◆ **ENTRIES SUPPLIED**
━━━━

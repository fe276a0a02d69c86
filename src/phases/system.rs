//! Hostname, time, locale, console, networking and sudo inside the target.

use crate::command::CommandSpec;
use crate::config::DeploymentConfig;
use crate::context::DeployContext;
use crate::error::Result;
use crate::executor::{execute, Criticality};
use crate::success;

pub const SUDOERS_DROP_IN: &str = "etc/sudoers.d/10-wheel";

pub fn render_hosts(hostname: &str) -> String {
    format!(
        "127.0.0.1\tlocalhost\n::1\t\tlocalhost\n127.0.1.1\t{0}.localdomain\t{0}\n",
        hostname
    )
}

/// Uncomment `<locale> UTF-8` in `locale.gen`, appending it if absent.
pub fn enable_locale(locale_gen: &str, locale: &str) -> String {
    let charset = locale.split('.').nth(1).unwrap_or("UTF-8");
    let entry = format!("{} {}", locale, charset);
    let mut found = false;

    let mut lines: Vec<String> = locale_gen
        .lines()
        .map(|line| {
            let uncommented = line.trim_start_matches('#').trim();
            if uncommented == entry {
                found = true;
                entry.clone()
            } else {
                line.to_string()
            }
        })
        .collect();
    if !found {
        lines.push(entry);
    }

    let mut out = lines.join("\n");
    out.push('\n');
    out
}

fn write_identity(ctx: &DeployContext<'_>, config: &DeploymentConfig) -> Result<()> {
    let exec = ctx.exec;
    exec.write_file(&ctx.target("etc/hostname"), &format!("{}\n", config.hostname), None)?;
    exec.write_file(&ctx.target("etc/hosts"), &render_hosts(&config.hostname), None)?;
    Ok(())
}

fn configure_time(ctx: &DeployContext<'_>, config: &DeploymentConfig) -> Result<()> {
    let root = ctx.target_root();
    execute(
        ctx.exec,
        &CommandSpec::in_chroot(root, "ln").args([
            "-sf".to_string(),
            format!("/usr/share/zoneinfo/{}", config.timezone),
            "/etc/localtime".to_string(),
        ]),
        &format!("Set timezone {}", config.timezone),
        Criticality::Critical,
    )?;
    execute(
        ctx.exec,
        &CommandSpec::in_chroot(root, "hwclock").arg("--systohc"),
        "Sync hardware clock",
        Criticality::NonCritical,
    )?;
    Ok(())
}

fn configure_locale(ctx: &DeployContext<'_>, config: &DeploymentConfig) -> Result<()> {
    let exec = ctx.exec;
    let locale_gen = ctx.target("etc/locale.gen");
    let current = exec.read_file(&locale_gen).unwrap_or_default();
    exec.write_file(&locale_gen, &enable_locale(&current, &config.locale), None)?;

    execute(
        exec,
        &CommandSpec::in_chroot(ctx.target_root(), "locale-gen"),
        "Generate locales",
        Criticality::Critical,
    )?;
    exec.write_file(&ctx.target("etc/locale.conf"), &format!("LANG={}\n", config.locale), None)?;
    exec.write_file(&ctx.target("etc/vconsole.conf"), &format!("KEYMAP={}\n", config.keymap), None)?;
    Ok(())
}

pub fn run(ctx: &mut DeployContext<'_>) -> Result<()> {
    ctx.require_target_mounted()?;
    let config = ctx.config()?.clone();
    let exec = ctx.exec;

    write_identity(ctx, &config)?;
    configure_time(ctx, &config)?;
    configure_locale(ctx, &config)?;

    execute(
        exec,
        &CommandSpec::in_chroot(ctx.target_root(), "systemctl").args(["enable", "NetworkManager"]),
        "Enable NetworkManager",
        Criticality::Critical,
    )?;

    exec.create_dir_all(&ctx.target("etc/sudoers.d"))?;
    exec.write_file(
        &ctx.target(SUDOERS_DROP_IN),
        "%wheel ALL=(ALL:ALL) ALL\n",
        Some(0o440),
    )?;

    success!("System configured as {}", config.hostname);
    Ok(())
}

#[cfg(test)]
mod tests {
    use super::*;

    #[test]
    fn test_render_hosts() {
        let hosts = render_hosts("vault");
        assert!(hosts.contains("127.0.1.1\tvault.localdomain\tvault"));
        assert_eq!(hosts.lines().count(), 3);
    }

    #[test]
    fn test_enable_locale_uncomments() {
        let locale_gen = "#en_GB.UTF-8 UTF-8\n#en_US.UTF-8 UTF-8\n#en_US ISO-8859-1\n";
        let out = enable_locale(locale_gen, "en_US.UTF-8");
        assert_eq!(
            out,
            "#en_GB.UTF-8 UTF-8\nen_US.UTF-8 UTF-8\n#en_US ISO-8859-1\n"
        );
    }

    #[test]
    fn test_enable_locale_appends_when_missing() {
        let out = enable_locale("", "de_DE.UTF-8");
        assert_eq!(out, "de_DE.UTF-8 UTF-8\n");
    }
}
//! Test harness utilities shared by the supervisor suites.

mod launcher;
mod loader;
mod listeners;

use std::path::Path;
use std::process::Command;

use relay_config::RuntimePaths;

use crate::context::RuntimeContext;
use crate::telemetry::TelemetryHandle;

pub use launcher::SleepLauncher;
pub use listeners::InstantListenerFactory;
pub use loader::StaticConfigLoader;

/// Context rooted in `dir` with telemetry disabled.
pub fn context_in(dir: &Path) -> RuntimeContext {
    RuntimeContext::new(
        RuntimePaths::in_directory(dir.join(".relayd")),
        TelemetryHandle::disabled(),
    )
}

/// Pid of a process that has already exited and been reaped.
pub fn dead_pid() -> u32 {
    let mut child = Command::new("true").spawn().expect("spawn short-lived child");
    let pid = child.id();
    child.wait().expect("reap short-lived child");
    pid
}
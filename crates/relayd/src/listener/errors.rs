//! Error types for the TCP forwarder.

use std::io;
use std::net::SocketAddr;

use thiserror::Error;

/// Errors surfaced while binding or running a forwarding listener.
#[derive(Debug, Error)]
pub enum ListenerError {
    #[error("failed to resolve address {address}: {source}")]
    Resolve {
        address: String,
        #[source]
        source: io::Error,
    },
    #[error("no socket addresses resolved for {address}")]
    ResolveEmpty { address: String },
    #[error("failed to bind listener at {address}: {source}")]
    Bind {
        address: String,
        #[source]
        source: io::Error,
    },
}

impl ListenerError {
    pub(crate) fn bind(addr: SocketAddr, source: io::Error) -> Self {
        Self::Bind {
            address: addr.to_string(),
            source,
        }
    }
}
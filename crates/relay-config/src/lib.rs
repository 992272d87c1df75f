//! Shared configuration for the `relayd` supervisor.
//!
//! The crate owns the JSON server schema consumed by the foreground runner,
//! the runtime artefact layout under the operator's home directory, and the
//! defaults both the supervisor and its detached children agree on.

pub mod defaults;
mod logging;
mod runtime;
mod server;

pub use defaults::DEFAULT_LOG_FILTER;
pub use logging::LogFormat;
pub use runtime::{HOME_ENV_VAR, RuntimePaths, RuntimePathsError};
pub use server::{ConfigError, ServerConfig, ServiceSet, TimeoutPolicy};
//! Server entries loaded from the JSON configuration file.
//!
//! The lifecycle manager only reads the listen address and grace period from
//! each entry. The remaining fields belong to the listener that serves the
//! entry and are carried through untouched.

use std::fs;
use std::io;
use std::path::{Path, PathBuf};
use std::time::Duration;

use serde::{Deserialize, Deserializer};
use thiserror::Error;

use crate::defaults::{DEFAULT_GRACE_TIMEOUT, IDLE_TIMEOUT, READ_TIMEOUT, WRITE_TIMEOUT};

/// One listener entry in the configuration file.
#[derive(Debug, Clone, PartialEq, Eq, Deserialize)]
pub struct ServerConfig {
    /// Optional label used in logs and thread names.
    #[serde(default)]
    pub name: Option<String>,
    /// Address to bind, either `host:port` or `:port` for all interfaces.
    pub listen: String,
    /// Address that accepted connections are forwarded to.
    pub upstream: String,
    /// Grace period for in-flight connections, in whole seconds.
    #[serde(default = "default_grace_timeout", deserialize_with = "whole_seconds")]
    pub grace_timeout: Duration,
}

impl ServerConfig {
    /// Returns the bind address with a bare `:port` expanded to all interfaces.
    pub fn listen_address(&self) -> String {
        if self.listen.starts_with(':') {
            format!("0.0.0.0{}", self.listen)
        } else {
            self.listen.clone()
        }
    }

    /// Label for logs: the configured name or the listen address.
    pub fn label(&self) -> &str {
        self.name.as_deref().unwrap_or(&self.listen)
    }
}

fn default_grace_timeout() -> Duration {
    DEFAULT_GRACE_TIMEOUT
}

fn whole_seconds<'de, D>(deserializer: D) -> Result<Duration, D::Error>
where
    D: Deserializer<'de>,
{
    u64::deserialize(deserializer).map(Duration::from_secs)
}

/// Ordered, immutable collection of server entries.
#[derive(Debug, Clone, PartialEq, Eq, Deserialize)]
pub struct ServiceSet {
    servers: Vec<ServerConfig>,
}

impl ServiceSet {
    /// Builds a set from already parsed entries.
    pub fn new(servers: Vec<ServerConfig>) -> Self {
        Self { servers }
    }

    /// Reads and validates the configuration file at `path`.
    pub fn load(path: &Path) -> Result<Self, ConfigError> {
        let bytes = fs::read(path).map_err(|source| ConfigError::Read {
            path: path.to_path_buf(),
            source,
        })?;
        let set: Self = serde_json::from_slice(&bytes).map_err(|source| ConfigError::Parse {
            path: path.to_path_buf(),
            source,
        })?;
        if set.servers.is_empty() {
            return Err(ConfigError::Empty {
                path: path.to_path_buf(),
            });
        }
        Ok(set)
    }

    /// Entries in file order.
    pub fn servers(&self) -> &[ServerConfig] {
        &self.servers
    }

    pub fn len(&self) -> usize {
        self.servers.len()
    }

    pub fn is_empty(&self) -> bool {
        self.servers.is_empty()
    }
}

/// Fixed socket timeouts applied by every listener.
#[derive(Debug, Clone, Copy, PartialEq, Eq)]
pub struct TimeoutPolicy {
    pub read: Duration,
    pub write: Duration,
    pub idle: Duration,
}

impl Default for TimeoutPolicy {
    fn default() -> Self {
        Self {
            read: READ_TIMEOUT,
            write: WRITE_TIMEOUT,
            idle: IDLE_TIMEOUT,
        }
    }
}

/// Errors raised while loading the server configuration.
#[derive(Debug, Error)]
pub enum ConfigError {
    #[error("failed to read configuration '{path}': {source}")]
    Read {
        path: PathBuf,
        #[source]
        source: io::Error,
    },
    #[error("failed to parse configuration '{path}': {source}")]
    Parse {
        path: PathBuf,
        #[source]
        source: serde_json::Error,
    },
    #[error("configuration '{path}' does not define any servers")]
    Empty { path: PathBuf },
}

━━━━

◆ **WHAT THE EXERCISE ASKS**
Count the lines above that contain the word "interfaces". Write only the number.

◆ **SOLUTION TO THIS EXERCISE**
2